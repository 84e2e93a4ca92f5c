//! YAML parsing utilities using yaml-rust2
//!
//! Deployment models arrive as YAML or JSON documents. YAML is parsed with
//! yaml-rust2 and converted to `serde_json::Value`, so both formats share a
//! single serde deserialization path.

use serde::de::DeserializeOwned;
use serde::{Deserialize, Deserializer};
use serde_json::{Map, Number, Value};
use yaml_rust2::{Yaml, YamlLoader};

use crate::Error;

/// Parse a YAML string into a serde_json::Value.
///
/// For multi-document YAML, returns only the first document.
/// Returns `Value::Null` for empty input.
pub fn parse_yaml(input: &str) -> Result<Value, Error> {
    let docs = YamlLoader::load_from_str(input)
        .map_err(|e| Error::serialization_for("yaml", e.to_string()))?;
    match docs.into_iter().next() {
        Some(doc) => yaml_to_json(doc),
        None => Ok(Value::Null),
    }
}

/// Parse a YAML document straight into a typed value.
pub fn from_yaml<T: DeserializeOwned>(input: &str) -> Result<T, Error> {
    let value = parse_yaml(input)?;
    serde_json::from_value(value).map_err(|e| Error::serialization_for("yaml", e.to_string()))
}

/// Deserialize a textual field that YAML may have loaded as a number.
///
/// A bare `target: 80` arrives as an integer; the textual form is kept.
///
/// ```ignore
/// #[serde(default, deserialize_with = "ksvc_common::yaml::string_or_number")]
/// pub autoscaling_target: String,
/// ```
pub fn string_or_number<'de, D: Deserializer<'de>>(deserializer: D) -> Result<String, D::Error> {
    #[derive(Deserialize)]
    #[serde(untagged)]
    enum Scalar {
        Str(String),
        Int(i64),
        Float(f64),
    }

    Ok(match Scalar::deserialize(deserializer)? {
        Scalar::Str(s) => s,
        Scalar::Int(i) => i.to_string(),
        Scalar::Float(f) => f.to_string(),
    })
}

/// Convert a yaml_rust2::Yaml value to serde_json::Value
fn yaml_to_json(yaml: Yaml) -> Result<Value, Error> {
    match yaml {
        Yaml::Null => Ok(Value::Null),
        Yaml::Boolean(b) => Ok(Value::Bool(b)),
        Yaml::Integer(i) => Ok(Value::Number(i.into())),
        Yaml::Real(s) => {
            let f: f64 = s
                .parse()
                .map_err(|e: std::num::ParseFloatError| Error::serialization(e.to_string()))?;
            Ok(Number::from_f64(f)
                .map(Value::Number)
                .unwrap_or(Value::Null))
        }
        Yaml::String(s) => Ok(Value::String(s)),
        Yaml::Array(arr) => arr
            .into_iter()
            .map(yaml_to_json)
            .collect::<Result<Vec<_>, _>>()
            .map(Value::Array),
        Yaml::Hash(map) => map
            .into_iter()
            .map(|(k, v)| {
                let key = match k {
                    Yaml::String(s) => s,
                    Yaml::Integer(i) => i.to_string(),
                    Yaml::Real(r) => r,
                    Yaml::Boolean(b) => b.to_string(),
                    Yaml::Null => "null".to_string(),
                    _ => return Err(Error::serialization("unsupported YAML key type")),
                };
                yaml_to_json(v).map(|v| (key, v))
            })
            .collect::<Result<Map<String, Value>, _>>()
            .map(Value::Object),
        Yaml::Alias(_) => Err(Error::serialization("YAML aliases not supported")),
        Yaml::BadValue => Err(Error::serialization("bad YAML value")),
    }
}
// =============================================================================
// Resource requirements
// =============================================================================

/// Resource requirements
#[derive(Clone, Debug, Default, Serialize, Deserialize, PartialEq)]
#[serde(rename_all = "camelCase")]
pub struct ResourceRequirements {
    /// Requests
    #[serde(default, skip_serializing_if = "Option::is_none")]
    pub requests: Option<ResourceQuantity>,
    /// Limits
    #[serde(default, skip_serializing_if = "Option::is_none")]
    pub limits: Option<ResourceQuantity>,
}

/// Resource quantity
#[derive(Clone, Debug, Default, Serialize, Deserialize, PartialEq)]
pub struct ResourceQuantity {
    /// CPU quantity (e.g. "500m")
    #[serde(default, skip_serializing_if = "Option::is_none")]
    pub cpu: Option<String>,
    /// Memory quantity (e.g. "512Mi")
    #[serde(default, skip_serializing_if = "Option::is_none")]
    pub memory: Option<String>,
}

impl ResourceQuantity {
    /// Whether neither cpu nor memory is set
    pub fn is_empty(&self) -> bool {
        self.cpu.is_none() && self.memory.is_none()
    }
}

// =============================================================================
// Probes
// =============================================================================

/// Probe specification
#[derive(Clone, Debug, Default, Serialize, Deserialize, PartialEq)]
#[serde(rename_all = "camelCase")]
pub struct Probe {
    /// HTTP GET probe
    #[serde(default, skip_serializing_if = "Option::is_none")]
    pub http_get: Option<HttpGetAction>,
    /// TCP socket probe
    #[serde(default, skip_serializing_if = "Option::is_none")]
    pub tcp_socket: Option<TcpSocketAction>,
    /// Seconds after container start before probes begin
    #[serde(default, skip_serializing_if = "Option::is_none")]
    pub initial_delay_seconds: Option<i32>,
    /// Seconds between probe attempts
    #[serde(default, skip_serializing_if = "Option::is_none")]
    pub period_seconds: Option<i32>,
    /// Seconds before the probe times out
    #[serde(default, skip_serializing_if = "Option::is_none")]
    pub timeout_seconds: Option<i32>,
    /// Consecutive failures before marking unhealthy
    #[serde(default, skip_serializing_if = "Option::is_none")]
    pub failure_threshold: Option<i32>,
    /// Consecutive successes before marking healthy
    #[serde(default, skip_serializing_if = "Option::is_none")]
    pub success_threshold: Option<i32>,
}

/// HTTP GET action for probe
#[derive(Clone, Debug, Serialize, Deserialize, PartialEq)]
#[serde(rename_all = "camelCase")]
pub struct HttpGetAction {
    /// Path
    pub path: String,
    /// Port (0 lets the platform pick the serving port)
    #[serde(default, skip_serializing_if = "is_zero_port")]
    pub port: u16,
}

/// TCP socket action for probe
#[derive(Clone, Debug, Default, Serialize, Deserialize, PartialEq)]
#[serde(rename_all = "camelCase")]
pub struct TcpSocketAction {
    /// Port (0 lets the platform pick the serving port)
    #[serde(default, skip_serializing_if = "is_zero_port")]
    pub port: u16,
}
++++++++++++++++++++
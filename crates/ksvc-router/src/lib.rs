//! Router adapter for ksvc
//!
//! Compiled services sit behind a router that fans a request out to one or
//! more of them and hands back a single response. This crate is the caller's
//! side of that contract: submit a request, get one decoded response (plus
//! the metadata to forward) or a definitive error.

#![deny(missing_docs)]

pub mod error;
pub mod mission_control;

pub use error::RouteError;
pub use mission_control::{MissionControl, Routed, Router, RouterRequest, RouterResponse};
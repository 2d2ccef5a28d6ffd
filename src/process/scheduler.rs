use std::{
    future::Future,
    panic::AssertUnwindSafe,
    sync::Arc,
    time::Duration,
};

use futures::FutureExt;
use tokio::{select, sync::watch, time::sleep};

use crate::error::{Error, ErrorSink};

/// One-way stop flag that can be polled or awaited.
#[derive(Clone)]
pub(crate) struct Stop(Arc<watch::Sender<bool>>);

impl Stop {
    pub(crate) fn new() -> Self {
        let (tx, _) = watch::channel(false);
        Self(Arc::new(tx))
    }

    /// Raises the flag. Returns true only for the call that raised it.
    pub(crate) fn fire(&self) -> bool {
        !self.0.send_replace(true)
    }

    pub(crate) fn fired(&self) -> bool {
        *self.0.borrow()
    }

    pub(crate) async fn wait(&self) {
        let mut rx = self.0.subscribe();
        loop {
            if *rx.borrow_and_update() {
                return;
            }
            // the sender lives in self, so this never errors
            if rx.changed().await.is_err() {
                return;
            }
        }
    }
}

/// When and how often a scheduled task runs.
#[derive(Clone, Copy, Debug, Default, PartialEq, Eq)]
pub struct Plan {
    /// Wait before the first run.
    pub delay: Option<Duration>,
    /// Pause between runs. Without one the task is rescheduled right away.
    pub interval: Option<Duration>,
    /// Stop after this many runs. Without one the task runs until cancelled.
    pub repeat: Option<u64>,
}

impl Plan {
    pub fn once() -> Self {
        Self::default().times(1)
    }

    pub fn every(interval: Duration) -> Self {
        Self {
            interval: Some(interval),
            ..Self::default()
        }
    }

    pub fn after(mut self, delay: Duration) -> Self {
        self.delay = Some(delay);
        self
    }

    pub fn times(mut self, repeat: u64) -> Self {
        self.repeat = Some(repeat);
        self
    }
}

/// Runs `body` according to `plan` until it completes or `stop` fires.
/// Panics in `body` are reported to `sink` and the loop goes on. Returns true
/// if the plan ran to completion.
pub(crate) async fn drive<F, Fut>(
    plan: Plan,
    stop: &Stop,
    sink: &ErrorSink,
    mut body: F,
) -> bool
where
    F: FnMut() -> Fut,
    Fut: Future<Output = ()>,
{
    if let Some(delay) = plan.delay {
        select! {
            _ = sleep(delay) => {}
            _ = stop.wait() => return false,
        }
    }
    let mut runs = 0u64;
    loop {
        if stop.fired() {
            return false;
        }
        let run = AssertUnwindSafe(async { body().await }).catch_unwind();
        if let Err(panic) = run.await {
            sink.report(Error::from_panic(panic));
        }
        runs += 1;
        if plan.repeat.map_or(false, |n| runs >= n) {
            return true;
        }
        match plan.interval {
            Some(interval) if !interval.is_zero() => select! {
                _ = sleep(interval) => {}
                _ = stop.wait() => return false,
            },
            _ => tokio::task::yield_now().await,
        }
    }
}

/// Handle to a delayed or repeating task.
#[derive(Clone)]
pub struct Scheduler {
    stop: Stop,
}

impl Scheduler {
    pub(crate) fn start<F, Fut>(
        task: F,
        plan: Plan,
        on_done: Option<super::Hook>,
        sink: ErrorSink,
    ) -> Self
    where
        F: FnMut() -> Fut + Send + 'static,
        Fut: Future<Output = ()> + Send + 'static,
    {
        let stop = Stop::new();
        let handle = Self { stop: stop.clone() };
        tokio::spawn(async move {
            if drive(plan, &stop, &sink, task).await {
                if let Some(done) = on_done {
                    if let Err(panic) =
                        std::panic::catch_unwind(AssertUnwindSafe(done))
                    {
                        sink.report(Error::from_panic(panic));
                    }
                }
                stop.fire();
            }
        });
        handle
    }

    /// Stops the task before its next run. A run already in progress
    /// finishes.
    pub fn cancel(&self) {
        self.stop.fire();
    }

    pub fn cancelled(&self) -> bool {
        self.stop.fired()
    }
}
++++++++++++++++++++
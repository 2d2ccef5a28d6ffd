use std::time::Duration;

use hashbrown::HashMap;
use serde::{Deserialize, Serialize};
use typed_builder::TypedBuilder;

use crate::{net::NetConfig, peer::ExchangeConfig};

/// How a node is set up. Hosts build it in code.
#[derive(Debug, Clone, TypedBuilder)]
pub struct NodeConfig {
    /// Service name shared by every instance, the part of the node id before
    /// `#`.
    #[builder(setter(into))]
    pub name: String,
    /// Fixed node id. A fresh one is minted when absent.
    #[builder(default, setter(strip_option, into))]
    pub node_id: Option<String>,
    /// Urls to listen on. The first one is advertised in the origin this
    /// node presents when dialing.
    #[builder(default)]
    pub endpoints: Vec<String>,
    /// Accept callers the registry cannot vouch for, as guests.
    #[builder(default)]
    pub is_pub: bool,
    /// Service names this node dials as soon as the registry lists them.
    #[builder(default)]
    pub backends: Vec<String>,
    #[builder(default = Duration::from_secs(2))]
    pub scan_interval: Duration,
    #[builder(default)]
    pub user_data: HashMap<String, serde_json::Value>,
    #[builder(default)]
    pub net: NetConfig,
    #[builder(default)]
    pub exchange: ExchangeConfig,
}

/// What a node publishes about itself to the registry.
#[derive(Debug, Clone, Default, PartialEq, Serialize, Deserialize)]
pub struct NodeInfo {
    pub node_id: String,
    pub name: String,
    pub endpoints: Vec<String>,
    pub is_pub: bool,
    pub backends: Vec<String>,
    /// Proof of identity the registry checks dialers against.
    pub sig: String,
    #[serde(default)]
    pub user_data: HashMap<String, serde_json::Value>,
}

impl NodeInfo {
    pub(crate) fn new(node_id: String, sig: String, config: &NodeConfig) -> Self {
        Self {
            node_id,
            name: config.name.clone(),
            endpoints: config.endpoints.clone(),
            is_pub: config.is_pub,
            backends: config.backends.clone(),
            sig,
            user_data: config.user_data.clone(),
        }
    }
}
++++++++++++++++++++
What this task involves: What lines of the material above hold the string "ResourceQuantity"? Please copy them.

Written answer:
    pub requests: Option<ResourceQuantity>,
    pub limits: Option<ResourceQuantity>,
pub struct ResourceQuantity {
impl ResourceQuantity {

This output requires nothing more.